1964 book by Bernard Rudofsky

Architecture Without Architects: A Short Introduction to Non-Pedigreed Architecture is a book based on the NYC MoMA exhibition of the same name by Bernard Rudofsky originally published in 1964. It provides a demonstration of the artistic, functional, and cultural richness of vernacular architecture.

== Previous research ==
Rudofsky had long been interested in vernacular architecture. In 1931 he completed his dissertation on vernacular concrete architecture on the Greek Cyclades islands. He was convinced that modernism, but especially modern architecture got out of touch with the needs, and sensuality of mankind.

== MoMA exhibition ==
After having curated the highly controversial NYC MoMA-show Are Clothes Modern?, an exhibition where Rudofsky argued that clothing lacked utility, and - due to its highly artificial nature - even had harming effects on the human body, Rudofsky developed the exhibition Architecture Without Architects, which ran at MoMA from 11 November 1964 to 7 February 1965. In 200 enlarged black-and-white-photographs, he showed various kinds of architectures, landscapes, and people living with or within architectures.
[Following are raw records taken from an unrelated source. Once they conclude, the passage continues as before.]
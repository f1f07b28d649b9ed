//! Criterion benchmarks for the stream framer.
//!
//! Measures how long it takes to recover messages from a stream under the
//! chunkings TCP actually produces: one large read, many small reads, and
//! the single-byte worst case.
//!
//! Run with:
//! ```bash
//! cargo bench --package topology-core --bench framer_bench
//! ```

use criterion::{black_box, criterion_group, criterion_main, BenchmarkId, Criterion, Throughput};
use topology_core::protocol::{encode_message, Framer, Message, Topology, WireFraming};

// ── Stream fixtures ───────────────────────────────────────────────────────────

fn make_reply(i: usize) -> Message {
    Message::neighbors_reply(
        format!("node-{i}"),
        "node-0",
        format!("msg-{i}"),
        (0..8).map(|n| format!("node-{}", i * 8 + n)).collect(),
    )
}

fn make_report(nodes: usize) -> Message {
    let topology: Topology = (0..nodes)
        .map(|i| {
            (
                format!("node-{i}"),
                vec![format!("node-{}", (i + 1) % nodes)],
            )
        })
        .collect();
    Message::topology_report("node-0", "report", topology)
}

/// `count` query replies written back to back.
fn make_reply_stream(count: usize) -> Vec<u8> {
    let mut stream = Vec::new();
    for i in 0..count {
        stream.extend(
            encode_message(&make_reply(i), WireFraming::Concatenated).expect("encode must succeed"),
        );
    }
    stream
}

// ── Benchmark groups ──────────────────────────────────────────────────────────

/// Extract 1 000 replies delivered with different chunk sizes.
fn bench_chunked_stream(c: &mut Criterion) {
    let stream = make_reply_stream(1_000);

    let mut group = c.benchmark_group("framer_chunked_stream");
    group.throughput(Throughput::Bytes(stream.len() as u64));
    for chunk_size in [1usize, 64, 1_460, stream.len()] {
        group.bench_with_input(
            BenchmarkId::new("chunk", chunk_size),
            &chunk_size,
            |b, &chunk_size| {
                b.iter(|| {
                    let mut framer = Framer::new();
                    let mut total = 0;
                    for chunk in stream.chunks(chunk_size) {
                        total += framer.push(black_box(chunk)).expect("valid stream").len();
                    }
                    assert_eq!(total, 1_000);
                })
            },
        );
    }
    group.finish();
}

/// One large nested report split into MTU-sized reads.
fn bench_large_report(c: &mut Criterion) {
    let mut group = c.benchmark_group("framer_large_report");
    for nodes in [100usize, 10_000] {
        let bytes = encode_message(&make_report(nodes), WireFraming::Concatenated)
            .expect("encode must succeed");
        group.throughput(Throughput::Bytes(bytes.len() as u64));
        group.bench_with_input(BenchmarkId::new("nodes", nodes), &bytes, |b, bytes| {
            b.iter(|| {
                let mut framer = Framer::new();
                let mut total = 0;
                for chunk in bytes.chunks(1_460) {
                    total += framer.push(black_box(chunk)).expect("valid stream").len();
                }
                assert_eq!(total, 1);
            })
        });
    }
    group.finish();
}

criterion_group!(benches, bench_chunked_stream, bench_large_report);
criterion_main!(benches);
use criterion::{black_box, criterion_group, criterion_main, Criterion};
use evalexpr::*;
use evaluation_rs::ast::Parser;
use evaluation_rs::{evaluate, Evaluator, FunctionRegistry, Value};

/// Benchmark simple arithmetic expressions
fn benchmark_simple_arithmetic(c: &mut Criterion) {
    let mut group = c.benchmark_group("Simple arithmetic Expression Evaluation");

    let evaluator = Evaluator::default();
    let uncached = Evaluator::with_cache_size(FunctionRegistry::with_defaults(), 0);

    let expr = "2 + 3";
    let parsed = Parser::parse_expression(expr).unwrap();
    let precompiled_evalexpr = build_operator_tree::<DefaultNumericTypes>(expr).unwrap();

    group.bench_function("cached_arithmetic", |b| {
        b.iter(|| evaluator.evaluate_expression(black_box(expr)))
    });

    group.bench_function("uncached_arithmetic", |b| {
        b.iter(|| uncached.evaluate_expression(black_box(expr)))
    });

    group.bench_function("pre_parsed_arithmetic", |b| {
        b.iter(|| evaluator.evaluate_ast(black_box(&parsed)))
    });

    group.bench_function("native_rust_arithmetic", |b| {
        b.iter(|| black_box(2 + 3))
    });

    group.bench_function("evalexpr_arithmetic", |b| {
        b.iter(|| evalexpr::eval(black_box(expr)).unwrap())
    });

    group.bench_function("precompiled_evalexpr_arithmetic", |b| {
        b.iter(|| precompiled_evalexpr.eval().unwrap())
    });
}

/// Benchmark complex arithmetic expressions
fn benchmark_complex_arithmetic(c: &mut Criterion) {
    let mut group = c.benchmark_group("Complex arithmetic Expression Evaluation");

    let evaluator = Evaluator::default();

    let expr = "(10 + 20) * 3 / (4 - 1) + 5";
    let parsed = Parser::parse_expression(expr).unwrap();
    let precompiled_evalexpr = build_operator_tree::<DefaultNumericTypes>(expr).unwrap();

    group.bench_function("cached_complex_arithmetic", |b| {
        b.iter(|| evaluator.evaluate_expression(black_box(expr)))
    });

    group.bench_function("pre_parsed_complex_arithmetic", |b| {
        b.iter(|| evaluator.evaluate_ast(black_box(&parsed)))
    });

    group.bench_function("native_rust_complex_arithmetic", |b| {
        b.iter(|| black_box((10 + 20) * 3 / (4 - 1) + 5))
    });

    group.bench_function("evalexpr_complex_arithmetic", |b| {
        b.iter(|| evalexpr::eval(black_box(expr)).unwrap())
    });

    group.bench_function("precompiled_evalexpr_complex_arithmetic", |b| {
        b.iter(|| precompiled_evalexpr.eval().unwrap())
    });
}

/// Benchmark logical expressions
fn benchmark_logic_expressions(c: &mut Criterion) {
    let mut group = c.benchmark_group("Logic Expression Evaluation");
    let evaluator = Evaluator::default();

    let expr = "true && false || true";
    let parsed = Parser::parse_expression(expr).unwrap();
    let precompiled_evalexpr = build_operator_tree::<DefaultNumericTypes>(expr).unwrap();

    group.bench_function("cached_logic_expression", |b| {
        b.iter(|| evaluator.evaluate_expression(black_box(expr)))
    });

    group.bench_function("pre_parsed_logic_expression", |b| {
        b.iter(|| evaluator.evaluate_ast(black_box(&parsed)))
    });

    group.bench_function("evalexpr_logic_expression", |b| {
        b.iter(|| evalexpr::eval(black_box(expr)).unwrap())
    });

    group.bench_function("precompiled_evalexpr_logic_expression", |b| {
        b.iter(|| precompiled_evalexpr.eval().unwrap())
    });
}

/// Benchmark overload resolution
fn benchmark_overload_resolution(c: &mut Criterion) {
    let mut group = c.benchmark_group("Overload Resolution");

    let mut registry = FunctionRegistry::new();
    for signature in ["bool,bool", "string,string", "array,array", "numeric,numeric"] {
        registry
            .register_overload("pick", signature, |args| Ok(args[0].clone()))
            .unwrap();
    }
    let last_signature = Parser::parse_expression("pick(1, 2)").unwrap();
    let first_signature = Parser::parse_expression("pick(true, false)").unwrap();

    group.bench_function("first_signature", |b| {
        b.iter(|| evaluate(black_box(&first_signature), &registry))
    });

    group.bench_function("last_signature", |b| {
        b.iter(|| evaluate(black_box(&last_signature), &registry))
    });
}

/// Benchmark function calls
fn benchmark_function_calls(c: &mut Criterion) {
    let mut group = c.benchmark_group("Function Call Evaluation");
    let mut registry = FunctionRegistry::with_defaults();

    registry.register_function("square", |args| match args {
        [Value::Integer(x)] => Ok(Value::Integer(x * x)),
        _ => Err(evaluation_rs::EvalError::host("Invalid arguments")),
    });
    let evaluator = Evaluator::new(registry);

    let expr = "square(4)";
    let parsed = Parser::parse_expression(expr).unwrap();

    group.bench_function("cached_function_call", |b| {
        b.iter(|| evaluator.evaluate_expression(black_box(expr)))
    });

    group.bench_function("pre_parsed_function_call", |b| {
        b.iter(|| evaluator.evaluate_ast(black_box(&parsed)))
    });

    group.bench_function("native_rust_function_call", |b| {
        b.iter(|| black_box(4 * 4))
    });
}

/// Grouping benchmarks
criterion_group!(
    benches,
    benchmark_simple_arithmetic,
    benchmark_complex_arithmetic,
    benchmark_logic_expressions,
    benchmark_overload_resolution,
    benchmark_function_calls,
);
criterion_main!(benches);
Shown without texts or explanations, the visitors were just confronted with imagery that showed indigenous building traditions, which were very much at odds with the ideas of architectural modernism which had been promoted through NYC MoMA's Philip Johnson in his famous 1932 exhibition "Modern Architecture. International Exhibition". Although the show was heavily criticised, it became one of the most successful exhibitions in the history of the NYC MoMA.